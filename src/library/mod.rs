//! Audio files on disk: discovery, tag reading and sidecar output.
//!
//! The backfill job walks a directory, reads each file's tags into a
//! [`Query`], and works out what is missing by looking for sidecar files
//! next to the track:
//!
//! - lyrics: `<stem>.lrc`
//! - artwork: any image [`cover::find_sidecar_cover`] would pick up
//!
//! Embedded artwork is not checked here; the resolver does that itself
//! before going to the network.

mod tags;
mod writer;

use std::path::{Path, PathBuf};

use futures::stream::{Stream, StreamExt};
use tokio::sync::mpsc;
use walkdir::WalkDir;

pub use tags::{TrackTags, read_tags};
pub use writer::{download_cover, write_cover, write_lyrics};

use crate::cover;
use crate::error::{Error, Result};
use crate::search::{Needs, Query, TrackRequest};

/// Extensions treated as audio (compared case-insensitively).
pub const AUDIO_EXTENSIONS: &[&str] = &["mp3", "flac", "ogg", "opus", "m4a", "wav", "ape", "wma"];

/// Check if a path has an audio file extension
pub fn is_audio_file(path: &Path) -> bool {
    path.extension()
        .and_then(|s| s.to_str())
        .map(|ext| AUDIO_EXTENSIONS.contains(&ext.to_lowercase().as_str()))
        .unwrap_or(false)
}

/// Sidecar lyrics path for an audio file.
pub fn lrc_path(audio_path: &Path) -> PathBuf {
    audio_path.with_extension("lrc")
}

/// Scans the given root directory recursively for audio files.
///
/// A single file path yields just that file when it is audio.
pub fn scan(root: PathBuf) -> impl Stream<Item = PathBuf> {
    let (tx, rx) = mpsc::channel(100);

    // Spawn a blocking task to perform the synchronous file system traversal
    tokio::task::spawn_blocking(move || {
        for entry in WalkDir::new(root).into_iter().filter_map(|e| e.ok()) {
            if entry.file_type().is_file() && is_audio_file(entry.path()) {
                // Receiver dropped: stop walking
                if tx.blocking_send(entry.path().to_path_buf()).is_err() {
                    break;
                }
            }
        }
    });

    futures::stream::unfold(rx, |mut rx| async move {
        rx.recv().await.map(|path| (path, rx))
    })
}

/// One audio file and what it is missing.
#[derive(Debug, Clone)]
pub struct LibraryTrack {
    pub path: PathBuf,
    pub query: Query,
    pub has_lyrics_file: bool,
    pub has_cover_file: bool,
}

impl LibraryTrack {
    /// Read tags and inspect sidecars. Blocking.
    pub fn load(path: &Path) -> Result<Self> {
        if !path.is_file() {
            return Err(Error::not_found(path));
        }
        let tags = read_tags(path)?;
        Ok(Self {
            path: path.to_path_buf(),
            query: tags.to_query(),
            has_lyrics_file: lrc_path(path).is_file(),
            has_cover_file: cover::find_sidecar_cover(path).is_some(),
        })
    }

    /// Stable id used to key batch results.
    pub fn id(&self) -> String {
        self.path.to_string_lossy().into_owned()
    }

    pub fn needs(&self) -> Needs {
        Needs {
            cover: !self.has_cover_file,
            lyrics: !self.has_lyrics_file,
        }
    }

    pub fn to_request(&self) -> TrackRequest {
        TrackRequest {
            id: self.id(),
            query: self.query.clone(),
            needs: self.needs(),
            path: Some(self.path.clone()),
        }
    }
}

#[derive(Debug, Clone)]
pub enum ScanEvent {
    Found(LibraryTrack),
    Error(PathBuf, String),
}

/// Scan a directory and load every audio file found.
pub fn scan_library(root: PathBuf) -> impl Stream<Item = ScanEvent> {
    scan(root)
        .map(|path| async move {
            let loaded = {
                let path = path.clone();
                tokio::task::spawn_blocking(move || LibraryTrack::load(&path)).await
            };
            match loaded {
                Ok(Ok(track)) => ScanEvent::Found(track),
                Ok(Err(e)) => ScanEvent::Error(path, e.to_string()),
                Err(e) => ScanEvent::Error(path, e.to_string()),
            }
        })
        .buffer_unordered(10)
}
use super::GenerationRequest;

pub enum Action {
    CopyText(String),
    ExportDocument(String, String),
    Generate(u64, GenerationRequest),
}
#[derive(Clone, Copy, Debug, PartialEq, Eq, strum::Display)]
#[strum(serialize_all = "lowercase")]
pub enum View {
    Landing,
    Home,
    Results,
    Developer,
}
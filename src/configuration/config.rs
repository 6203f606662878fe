#[cfg(test)]
#[path = "config_test.rs"]
mod tests;

use std::path;

use anyhow::bail;
use anyhow::Result;
use clap::ArgMatches;
use clap::Command;
use dashmap::DashMap;
use once_cell::sync::Lazy;
use strum::EnumIter;
use strum::EnumVariantNames;
use strum::IntoEnumIterator;
use tokio::fs;

use crate::domain::models::GeneratorName;

static CONFIG: Lazy<DashMap<String, String>> = Lazy::new(DashMap::new);

#[derive(Clone, Copy, Eq, PartialEq, EnumIter, EnumVariantNames, strum::Display)]
#[strum(serialize_all = "kebab-case")]
pub enum ConfigKey {
    ConfigFile,
    GeminiToken,
    GeminiURL,
    Generator,
    HistoryID,
    Model,
    RequestTimeout,
}

pub struct Config {}

impl Config {
    pub fn get(key: ConfigKey) -> String {
        if let Some(val) = CONFIG.get(&key.to_string()) {
            return val.to_string();
        }

        return "".to_string();
    }

    pub fn set(key: ConfigKey, value: &str) {
        CONFIG.insert(key.to_string(), value.to_string());
    }

    pub fn default(key: ConfigKey) -> String {
        let default_generator = GeneratorName::Gemini.to_string();

        #[cfg(not(target_os = "macos"))]
        let config_path = dirs::cache_dir().unwrap().join("specforge/config.toml");
        #[cfg(target_os = "macos")]
        let config_path = path::PathBuf::from(std::env::var("HOME").unwrap())
            .join(".config/specforge/config.toml");

        let res = match key {
            ConfigKey::GeminiToken => "",
            ConfigKey::GeminiURL => "https://generativelanguage.googleapis.com",
            ConfigKey::Generator => &default_generator,
            ConfigKey::Model => "gemini-2.5-flash",
            ConfigKey::RequestTimeout => "120000",

            // Special
            ConfigKey::ConfigFile => config_path.to_str().unwrap(),
            ConfigKey::HistoryID => "",
        };

        return res.to_string();
    }

    pub async fn load(cmd: Command, clap_arg_matches: Vec<&ArgMatches>) -> Result<()> {
        for key in ConfigKey::iter() {
            Config::set(key, &Config::default(key))
        }

        let mut config_file = Config::default(ConfigKey::ConfigFile);
        for matches in clap_arg_matches.as_slice() {
            if let Some(arg_config_file) =
                matches.get_one::<String>(&ConfigKey::ConfigFile.to_string())
            {
                config_file = arg_config_file.to_string();
            }
        }

        let config_path = path::PathBuf::from(config_file);
        if config_path.exists() {
            let toml_str = fs::read_to_string(config_path).await?;
            let doc = toml_str.parse::<toml_edit::Document>()?;

            for key in ConfigKey::iter() {
                if let Some(val) = doc.get(&key.to_string()) {
                    // Use clap value parsers to do validation.
                    let mut possible_values = vec![];
                    if let Some(arg) = cmd
                        .get_arguments()
                        .find(|e| return e.get_long().unwrap() == key.to_string())
                    {
                        if !arg.get_possible_values().is_empty() {
                            possible_values = arg
                                .get_possible_values()
                                .iter()
                                .map(|e| return e.get_name().to_string())
                                .collect::<Vec<String>>();
                        }
                    }

                    if let Some(val_int) = val.as_integer() {
                        Config::set(key, &val_int.to_string());
                    } else if let Some(val_str) = val.as_str() {
                        if val_str.is_empty() {
                            continue;
                        }
                        if !possible_values.is_empty()
                            && !possible_values.contains(&val_str.to_string())
                        {
                            bail!(format!("config.toml has an invalid value for key '{key}': {val_str}\nPossible values are: {}", possible_values.join(", ")));
                        }
                        Config::set(key, val_str);
                    }
                }
            }
        }

        for key in ConfigKey::iter() {
            for matches in clap_arg_matches.as_slice() {
                if let Ok(Some(val)) = matches.try_get_one::<String>(&key.to_string()) {
                    if val.is_empty() {
                        continue;
                    }
                    Config::set(key, val)
                }
            }
        }

        tracing::debug!(
            generator = Config::get(ConfigKey::Generator),
            model = Config::get(ConfigKey::Model),
            gemini_url = Config::get(ConfigKey::GeminiURL),
            request_timeout = Config::get(ConfigKey::RequestTimeout),
            "config"
        );

        return Ok(());
    }

    pub fn serialize_default(cmd: Command) -> String {
        let toml_str = ConfigKey::iter()
            .filter_map(|key| {
                if key == ConfigKey::HistoryID || key == ConfigKey::ConfigFile {
                    return None;
                }

                let arg = cmd
                    .get_arguments()
                    .find(|e| return e.get_long().unwrap() == key.to_string())
                    .unwrap();

                let mut description = arg.get_help().unwrap().to_string();

                description = description
                    .split("[default:")
                    .next()
                    .unwrap()
                    .trim()
                    .to_string();

                if !arg.get_possible_values().is_empty() {
                    let possible_values = arg
                        .get_possible_values()
                        .iter()
                        .map(|e| return e.get_name())
                        .collect::<Vec<_>>()
                        .join(", ");
                    description = format!("{description} [possible values: {}]", possible_values);
                }

                let mut val = Config::default(key);
                if val.is_empty() {
                    val = format!("# {key} = \"\"");
                } else if val.parse::<i32>().is_ok() {
                    val = format!("{key} = {val}");
                } else {
                    val = format!("{key} = \"{val}\"");
                }

                return Some(format!("# {description}\n{val}"));
            })
            .collect::<Vec<String>>()
            .join("\n\n");

        return toml_str;
    }
}
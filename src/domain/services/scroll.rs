#[cfg(test)]
#[path = "scroll_test.rs"]
mod tests;

use ratatui::widgets::ScrollbarState;

#[derive(Default)]
pub struct Scroll {
    content_length: u16,
    viewport_length: u16,
    pub position: u16,
    pub scrollbar_state: ScrollbarState,
}

impl Scroll {
    fn max_position(&self) -> u16 {
        if self.content_length > self.viewport_length {
            return self.content_length - self.viewport_length;
        }

        return 0;
    }

    pub fn up(&mut self) {
        self.position = self.position.saturating_sub(1);
        self.scrollbar_state.prev();
    }

    pub fn down(&mut self) {
        self.position = self.position.saturating_add(1).min(self.max_position());
        self.scrollbar_state.next();
    }

    pub fn page_up(&mut self) {
        for _ in 0..self.viewport_length.max(1) {
            self.up();
        }
    }

    pub fn page_down(&mut self) {
        for _ in 0..self.viewport_length.max(1) {
            self.down();
        }
    }

    pub fn reset(&mut self) {
        self.position = 0;
        self.scrollbar_state.first();
    }

    /// Keeps scroll bounds in sync with the rendered content. Must run
    /// before the widgets are drawn so the position stays clamped when the
    /// content shrinks or the terminal resizes.
    pub fn set_state(&mut self, content_length: u16, viewport_length: u16) {
        self.content_length = content_length;
        self.viewport_length = viewport_length;
        self.position = self.position.min(self.max_position());
        self.scrollbar_state = self
            .scrollbar_state
            .content_length(content_length)
            .viewport_content_length(viewport_length);
    }
}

☆ ☆ ☆ ☆

• **Problem requirements**: Would you copy out each line of the records above where the word "root" occurs?

• **Written reply**:
/// Scans the given root directory recursively for audio files.
pub fn scan(root: PathBuf) -> impl Stream<Item = PathBuf> {
        for entry in WalkDir::new(root).into_iter().filter_map(|e| e.ok()) {
pub fn scan_library(root: PathBuf) -> impl Stream<Item = ScanEvent> {
    scan(root)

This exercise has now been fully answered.